Look for "MatchKind" in each line of the records, and copy the lines that have it.

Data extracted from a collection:
::::

pub mod document;
pub mod manifest;
pub mod parallel;

use std::fs;
use std::path::{Path, PathBuf};

#[cfg(feature = "parallel")]
use indicatif::{MultiProgress, ProgressBar, ProgressStyle};
use tracing::{debug, info, warn};

use crate::error::BuildError;
use crate::format::{encode, RecordFormat};
use crate::index::{build_record, BuildOptions};

pub use document::*;
pub use manifest::*;
pub use parallel::*;

/// What a build produced.
#[derive(Debug, Clone, PartialEq, Eq)]
pub struct BuildSummary {
    /// Written record.
    pub output: PathBuf,
    pub doc_count: usize,
    pub term_count: usize,
    pub object_count: usize,
    pub bytes: usize,
}

/// Create a progress style for the main progress bars
#[cfg(feature = "parallel")]
fn create_progress_style() -> ProgressStyle {
    ProgressStyle::with_template(
        "{spinner:.cyan} {prefix:<12} [{bar:40.cyan/dim}] {pos}/{len} {msg}",
    )
    .map(|style| style.progress_chars("━━╸"))
    .unwrap_or_else(|_| ProgressStyle::default_bar())
}

/// Read `manifest.json` from the input directory.
pub fn read_manifest(input_dir: &Path) -> Result<InputManifest, BuildError> {
    let manifest_path = input_dir.join("manifest.json");
    let content = fs::read_to_string(&manifest_path).map_err(|e| {
        BuildError::Manifest(format!("Failed to read {}: {}", manifest_path.display(), e))
    })?;
    let manifest: InputManifest = serde_json::from_str(&content)
        .map_err(|e| BuildError::Manifest(format!("Invalid manifest JSON: {}", e)))?;
    manifest.check_version().map_err(BuildError::Manifest)?;
    Ok(manifest)
}

/// Build the index for `input_dir` and write it into `output_dir`.
///
/// Nothing is written unless every step before the write succeeds, and the
/// write itself goes through a temporary file plus rename, so readers see
/// either the old record or the new one. An empty manifest still writes a
/// record (with no documents) so a stale one never outlives its input.
pub fn run_build(
    input_dir: &Path,
    output_dir: &Path,
    format: RecordFormat,
) -> Result<BuildSummary, BuildError> {
    // 1. Read manifest
    let manifest = read_manifest(input_dir)?;
    debug!(documents = manifest.documents.len(), "read manifest");

    // 2. Load documents in parallel with progress bar
    #[cfg(feature = "parallel")]
    let multi = MultiProgress::new();
    #[cfg(feature = "parallel")]
    let load_pb = multi.add(ProgressBar::new(manifest.documents.len() as u64));
    #[cfg(feature = "parallel")]
    load_pb.set_style(create_progress_style());
    #[cfg(feature = "parallel")]
    load_pb.set_prefix("Loading");
    #[cfg(feature = "parallel")]
    load_pb.set_message("documents...");

    let documents = parallel::load_documents_with_progress(
        input_dir,
        &manifest,
        #[cfg(feature = "parallel")]
        &load_pb,
    )?;

    #[cfg(feature = "parallel")]
    load_pb.finish_with_message(format!("loaded {} documents", documents.len()));

    if documents.is_empty() {
        warn!(input = %input_dir.display(), "no documents listed; writing an empty index");
    }

    // 3. Build the record
    let options = BuildOptions {
        analyzer: manifest.analyzer,
        source_suffix: manifest.source_suffix.clone(),
        env_versions: manifest.env_versions.clone(),
    };
    let record = build_record(&documents, &options)?;
    let bytes = encode(&record, format)?;

    // 4. Write atomically
    let path = output_dir.join(format.file_name());
    write_atomic(&path, &bytes)?;

    let summary = BuildSummary {
        output: path,
        doc_count: record.doc_count(),
        term_count: record.term_count(),
        object_count: record.objects.len(),
        bytes: bytes.len(),
    };
    info!(
        docs = summary.doc_count,
        terms = summary.term_count,
        objects = summary.object_count,
        bytes = summary.bytes,
        output = %output_dir.display(),
        "wrote search index"
    );
    Ok(summary)
}

/// Write `bytes` to `path` via a sibling temp file and a rename.
pub fn write_atomic(path: &Path, bytes: &[u8]) -> Result<(), BuildError> {
    let write_err = |source| BuildError::Write {
        path: path.to_path_buf(),
        source,
    };

    if let Some(dir) = path.parent() {
        fs::create_dir_all(dir).map_err(write_err)?;
    }

    let file_name = path
        .file_name()
        .map(|n| n.to_string_lossy().into_owned())
        .unwrap_or_default();
    let tmp = path.with_file_name(format!(".{}.{}.tmp", file_name, std::process::id()));

    fs::write(&tmp, bytes).map_err(write_err)?;
    if let Err(e) = fs::rename(&tmp, path) {
        let _ = fs::remove_file(&tmp);
        return Err(write_err(e));
    }
    Ok(())
}
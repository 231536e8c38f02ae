// Copyright 2025-present Harīṣh Tummalachērla
// SPDX-License-Identifier: Apache-2.0

//! Structural invariants of an index record.
//!
//! Run twice in a record's life: once right after the builder assembles it,
//! and once after a reader deserializes it. A record that fails here is never
//! handed to a searcher.

use std::collections::HashSet;

use thiserror::Error;

use crate::analyzer::normalize;
use crate::types::{IndexRecord, PostingTable};

/// Which of the two posting tables a violation was found in.
#[derive(Debug, Clone, Copy, PartialEq, Eq)]
pub enum Table {
    Terms,
    TitleTerms,
}

impl std::fmt::Display for Table {
    fn fmt(&self, f: &mut std::fmt::Formatter<'_>) -> std::fmt::Result {
        f.write_str(match self {
            Table::Terms => "terms",
            Table::TitleTerms => "titleterms",
        })
    }
}

/// Errors that occur when record invariants are violated.
#[derive(Error, Debug, Clone, PartialEq, Eq)]
pub enum InvariantError {
    #[error("per-document tables disagree: {docnames} docnames, {filenames} filenames, {titles} titles")]
    MismatchedDocTables {
        docnames: usize,
        filenames: usize,
        titles: usize,
    },

    #[error("{table}['{term}'] references doc {doc_id} but only {doc_count} documents exist")]
    InvalidDocId {
        table: Table,
        term: String,
        doc_id: u32,
        doc_count: usize,
    },

    #[error("{table}['{term}'] is empty")]
    EmptyPostingList { table: Table, term: String },

    #[error("{table}['{term}'] not strictly ascending at position {position}")]
    UnsortedPostingList {
        table: Table,
        term: String,
        position: usize,
    },

    #[error("{table}['{term}'] has zero weight for doc {doc_id}")]
    ZeroWeight {
        table: Table,
        term: String,
        doc_id: u32,
    },

    #[error("{table} key '{term}' is not a normalized term")]
    UnnormalizedTerm { table: Table, term: String },

    #[error("doc {doc_id} appears under '{term}' in both terms and titleterms")]
    SplitViolation { term: String, doc_id: u32 },

    #[error("object '{name}' references doc {doc_id} but only {doc_count} documents exist")]
    DanglingObject {
        name: String,
        doc_id: u32,
        doc_count: usize,
    },

    #[error("word '{word}' maps to '{term}', which is not an indexed term")]
    DanglingWordStem { word: String, term: String },

    #[error("word '{0}' is not a normalized word or maps to itself")]
    InvalidWordStem(String),

    #[error("docname '{0}' appears more than once")]
    DuplicateDocname(String),
}

/// Check every structural invariant of `record`.
pub fn validate_record(record: &IndexRecord) -> Result<(), InvariantError> {
    let doc_count = record.docnames.len();
    if record.filenames.len() != doc_count || record.titles.len() != doc_count {
        return Err(InvariantError::MismatchedDocTables {
            docnames: doc_count,
            filenames: record.filenames.len(),
            titles: record.titles.len(),
        });
    }

    let mut seen = HashSet::with_capacity(doc_count);
    for name in &record.docnames {
        if !seen.insert(name.as_str()) {
            return Err(InvariantError::DuplicateDocname(name.clone()));
        }
    }

    validate_table(&record.terms, Table::Terms, doc_count)?;
    validate_table(&record.titleterms, Table::TitleTerms, doc_count)?;

    for (term, title_postings) in &record.titleterms {
        let Some(body_postings) = record.terms.get(term) else {
            continue;
        };
        for p in title_postings {
            if body_postings
                .binary_search_by_key(&p.doc_id(), |b| b.doc_id())
                .is_ok()
            {
                return Err(InvariantError::SplitViolation {
                    term: term.clone(),
                    doc_id: p.doc_id().get(),
                });
            }
        }
    }

    for (word, term) in &record.wordstems {
        if word == term || word.is_empty() || normalize(word) != *word || word.contains(' ') {
            return Err(InvariantError::InvalidWordStem(word.clone()));
        }
        if !record.terms.contains_key(term) && !record.titleterms.contains_key(term) {
            return Err(InvariantError::DanglingWordStem {
                word: word.clone(),
                term: term.clone(),
            });
        }
    }

    for (name, entry) in &record.objects {
        if entry.doc().as_usize() >= doc_count {
            return Err(InvariantError::DanglingObject {
                name: name.clone(),
                doc_id: entry.doc().get(),
                doc_count,
            });
        }
    }

    Ok(())
}

fn validate_table(table: &PostingTable, which: Table, doc_count: usize) -> Result<(), InvariantError> {
    for (term, postings) in table {
        if term.is_empty() || normalize(term) != *term || term.contains(' ') {
            return Err(InvariantError::UnnormalizedTerm {
                table: which,
                term: term.clone(),
            });
        }
        if postings.is_empty() {
            return Err(InvariantError::EmptyPostingList {
                table: which,
                term: term.clone(),
            });
        }
        for (position, p) in postings.iter().enumerate() {
            if p.doc_id().as_usize() >= doc_count {
                return Err(InvariantError::InvalidDocId {
                    table: which,
                    term: term.clone(),
                    doc_id: p.doc_id().get(),
                    doc_count,
                });
            }
            if p.weight() == 0 {
                return Err(InvariantError::ZeroWeight {
                    table: which,
                    term: term.clone(),
                    doc_id: p.doc_id().get(),
                });
            }
            if position > 0 && postings[position - 1].doc_id() >= p.doc_id() {
                return Err(InvariantError::UnsortedPostingList {
                    table: which,
                    term: term.clone(),
                    position,
                });
            }
        }
    }
    Ok(())
}
// Copyright 2025-present Harīṣh Tummalachērla
// SPDX-License-Identifier: Apache-2.0

//! Query resolution against a loaded `IndexRecord`.
//!
//! Each required word is matched three ways and the best one counts:
//!
//! 1. **Exact**: the word's stem is a key of `titleterms` or `terms`
//! 2. **Prefix**: terms starting with the unstemmed word, plus the terms of
//!    indexed words starting with it (`wordstems`), both via `BTreeMap` range
//!    scans (words of at least `MIN_PREFIX_LEN` characters only)
//! 3. **Object**: a documented object whose last dotted segment is, or whose
//!    name contains, the word
//!
//! A document must match every required word (AND) and no excluded word.
//! Its score is the sum of its per-word scores. The record is only ever
//! borrowed, so any number of threads can query one record at once.

mod query;

pub use query::{parse_query, ParsedQuery, QueryWord, MAX_QUERY_LEN};

use std::collections::{BTreeMap, BTreeSet};
use std::ops::Bound;

use crate::error::QueryError;
use crate::scoring::ranking::{sort_ranked, Ranked};
use crate::scoring::{object_score, term_base, term_score, Field, MatchKind};
use crate::types::{DocId, IndexRecord, ObjectKind};

/// Shortest word that gets prefix and substring matching.
pub const MIN_PREFIX_LEN: usize = 3;

/// One result row. Title and filename point into the record.
#[derive(Debug, Clone, Copy, PartialEq)]
pub struct SearchHit<'a> {
    pub doc_id: DocId,
    pub title: &'a str,
    pub filename: &'a str,
    pub score: f64,
}

/// A documented object that matched the query.
#[derive(Debug, Clone, PartialEq, Eq)]
pub struct ObjectHit<'a> {
    pub name: &'a str,
    pub kind: ObjectKind,
    pub doc_id: DocId,
    /// Fragment on the owning page.
    pub anchor: String,
}

/// Ranked results of one query.
///
/// Ranking happens up front; hits are materialized on each `iter()` call,
/// which always starts again from the best hit.
#[derive(Debug, Clone)]
pub struct SearchResults<'a> {
    record: &'a IndexRecord,
    ranked: Vec<Ranked>,
    /// Best-scoring matched object per document.
    objects: BTreeMap<DocId, &'a str>,
}

impl<'a> SearchResults<'a> {
    fn empty(record: &'a IndexRecord) -> Self {
        Self {
            record,
            ranked: Vec::new(),
            objects: BTreeMap::new(),
        }
    }

    pub fn len(&self) -> usize {
        self.ranked.len()
    }

    pub fn is_empty(&self) -> bool {
        self.ranked.is_empty()
    }

    /// Hits in rank order.
    pub fn iter(&self) -> impl Iterator<Item = SearchHit<'a>> + '_ {
        let record = self.record;
        self.ranked.iter().filter_map(move |r| {
            Some(SearchHit {
                doc_id: r.doc_id,
                title: record.title(r.doc_id)?,
                filename: record.filename(r.doc_id)?,
                score: r.score,
            })
        })
    }

    /// Document ids in rank order.
    pub fn doc_ids(&self) -> Vec<DocId> {
        self.ranked.iter().map(|r| r.doc_id).collect()
    }

    /// The object that put the best hit where it is, if one did.
    pub fn first_object(&self) -> Option<ObjectHit<'a>> {
        let best = self.ranked.first()?;
        let name = *self.objects.get(&best.doc_id)?;
        let entry = self.record.objects.get(name)?;
        Some(ObjectHit {
            name,
            kind: entry.kind(),
            doc_id: entry.doc(),
            anchor: entry.anchor(name),
        })
    }
}

impl<'r, 'a> IntoIterator for &'r SearchResults<'a> {
    type Item = SearchHit<'a>;
    type IntoIter = Box<dyn Iterator<Item = SearchHit<'a>> + 'r>;

    fn into_iter(self) -> Self::IntoIter {
        Box::new(self.iter())
    }
}

/// Parse `text` with the record's analyzer and run it.
///
/// An unknown term is not an error: the result is simply empty.
pub fn query<'a>(record: &'a IndexRecord, text: &str) -> Result<SearchResults<'a>, QueryError> {
    let parsed = parse_query(text, &record.analyzer)?;
    Ok(execute(record, &parsed))
}

/// Run an already parsed query.
pub fn execute<'a>(record: &'a IndexRecord, parsed: &ParsedQuery) -> SearchResults<'a> {
    let mut acc: Option<BTreeMap<DocId, WordMatch<'a>>> = None;

    for word in &parsed.required {
        let hits = match_word(record, word);
        let merged = match acc {
            None => hits,
            Some(mut prev) => {
                prev.retain(|doc, m| match hits.get(doc) {
                    Some(hit) => {
                        m.add(hit);
                        true
                    }
                    None => false,
                });
                prev
            }
        };
        if merged.is_empty() {
            return SearchResults::empty(record);
        }
        acc = Some(merged);
    }

    let Some(mut matched) = acc else {
        return SearchResults::empty(record);
    };

    if !parsed.excluded.is_empty() {
        let excluded = excluded_docs(record, &parsed.excluded);
        matched.retain(|doc, _| !excluded.contains(doc));
    }

    let mut ranked: Vec<Ranked> = matched
        .iter()
        .map(|(&doc_id, m)| Ranked {
            doc_id,
            score: m.score,
        })
        .collect();
    sort_ranked(&mut ranked);

    let objects = matched
        .into_iter()
        .filter_map(|(doc, m)| m.object.map(|(name, _)| (doc, name)))
        .collect();

    SearchResults {
        record,
        ranked,
        objects,
    }
}

/// Per-document score of one word, or of several words once merged.
#[derive(Debug, Clone, Copy)]
struct WordMatch<'a> {
    score: f64,
    object: Option<(&'a str, f64)>,
}

impl<'a> WordMatch<'a> {
    fn add(&mut self, other: &WordMatch<'a>) {
        self.score += other.score;
        if let Some((name, score)) = other.object {
            self.offer_object(name, score);
        }
    }

    fn offer_object(&mut self, name: &'a str, score: f64) {
        match self.object {
            Some((_, best)) if best >= score => {}
            _ => self.object = Some((name, score)),
        }
    }
}

fn offer_term<'a>(hits: &mut BTreeMap<DocId, WordMatch<'a>>, doc: DocId, score: f64) {
    let m = hits.entry(doc).or_insert(WordMatch {
        score: 0.0,
        object: None,
    });
    m.score = m.score.max(score);
}

fn offer_object<'a>(hits: &mut BTreeMap<DocId, WordMatch<'a>>, doc: DocId, name: &'a str, score: f64) {
    let m = hits.entry(doc).or_insert(WordMatch {
        score: 0.0,
        object: None,
    });
    m.score = m.score.max(score);
    m.offer_object(name, score);
}

/// Best score per document for a single word.
fn match_word<'a>(record: &'a IndexRecord, word: &QueryWord) -> BTreeMap<DocId, WordMatch<'a>> {
    let mut hits = BTreeMap::new();
    let doc_count = record.doc_count();
    let prefix_ok = word.word.chars().count() >= MIN_PREFIX_LEN;
    let partial = if prefix_ok {
        prefix_terms(record, word)
    } else {
        BTreeSet::new()
    };

    for (field, table) in [(Field::Title, &record.titleterms), (Field::Body, &record.terms)] {
        if let Some(postings) = table.get(&word.stem) {
            let df = record.doc_freq(&word.stem);
            let base = term_base(field, MatchKind::Exact);
            for p in postings {
                offer_term(&mut hits, p.doc_id(), term_score(base, p.weight(), df, doc_count));
            }
        }

        let base = term_base(field, MatchKind::Partial);
        for term in &partial {
            let Some(postings) = table.get(*term) else {
                continue;
            };
            let df = record.doc_freq(term);
            for p in postings {
                offer_term(&mut hits, p.doc_id(), term_score(base, p.weight(), df, doc_count));
            }
        }
    }

    for (name, entry) in &record.objects {
        let lower = name.to_lowercase();
        // Query words never contain a dot, so a dotted name can only match on its tail.
        let kind = if lower.rsplit('.').next() == Some(word.word.as_str()) {
            MatchKind::Exact
        } else if prefix_ok && lower.contains(word.word.as_str()) {
            MatchKind::Partial
        } else {
            continue;
        };
        offer_object(
            &mut hits,
            entry.doc(),
            name.as_str(),
            object_score(kind, entry.kind()),
        );
    }

    hits
}

/// Terms a partly typed word may complete to, minus its own exact stem.
///
/// A stored term can be shorter than the word typed so far (`estima` is past
/// `estim`), so the terms of indexed words starting with it count as well.
fn prefix_terms<'a>(record: &'a IndexRecord, word: &QueryWord) -> BTreeSet<&'a str> {
    let mut terms = BTreeSet::new();
    for table in [&record.titleterms, &record.terms] {
        terms.extend(prefix_range(table, &word.word).map(|(term, _)| term.as_str()));
    }
    terms.extend(prefix_range(&record.wordstems, &word.word).map(|(_, term)| term.as_str()));
    terms.remove(word.stem.as_str());
    terms
}

/// All entries whose key starts with `prefix`, in key order.
fn prefix_range<'t, 'p, V>(
    map: &'t BTreeMap<String, V>,
    prefix: &'p str,
) -> impl Iterator<Item = (&'t String, &'t V)> + 'p
where
    't: 'p,
{
    map.range::<str, _>((Bound::Included(prefix), Bound::Unbounded))
        .take_while(move |(key, _)| key.starts_with(prefix))
}

/// Documents holding any excluded word's exact stem.
fn excluded_docs(record: &IndexRecord, words: &[QueryWord]) -> BTreeSet<DocId> {
    let mut out = BTreeSet::new();
    for word in words {
        for table in [&record.titleterms, &record.terms] {
            if let Some(postings) = table.get(&word.stem) {
                out.extend(postings.iter().map(|p| p.doc_id()));
            }
        }
    }
    out
}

::::

» Exercise answer
use crate::scoring::{object_score, term_base, term_score, Field, MatchKind};
            let base = term_base(field, MatchKind::Exact);
        let base = term_base(field, MatchKind::Partial);
            MatchKind::Exact
            MatchKind::Partial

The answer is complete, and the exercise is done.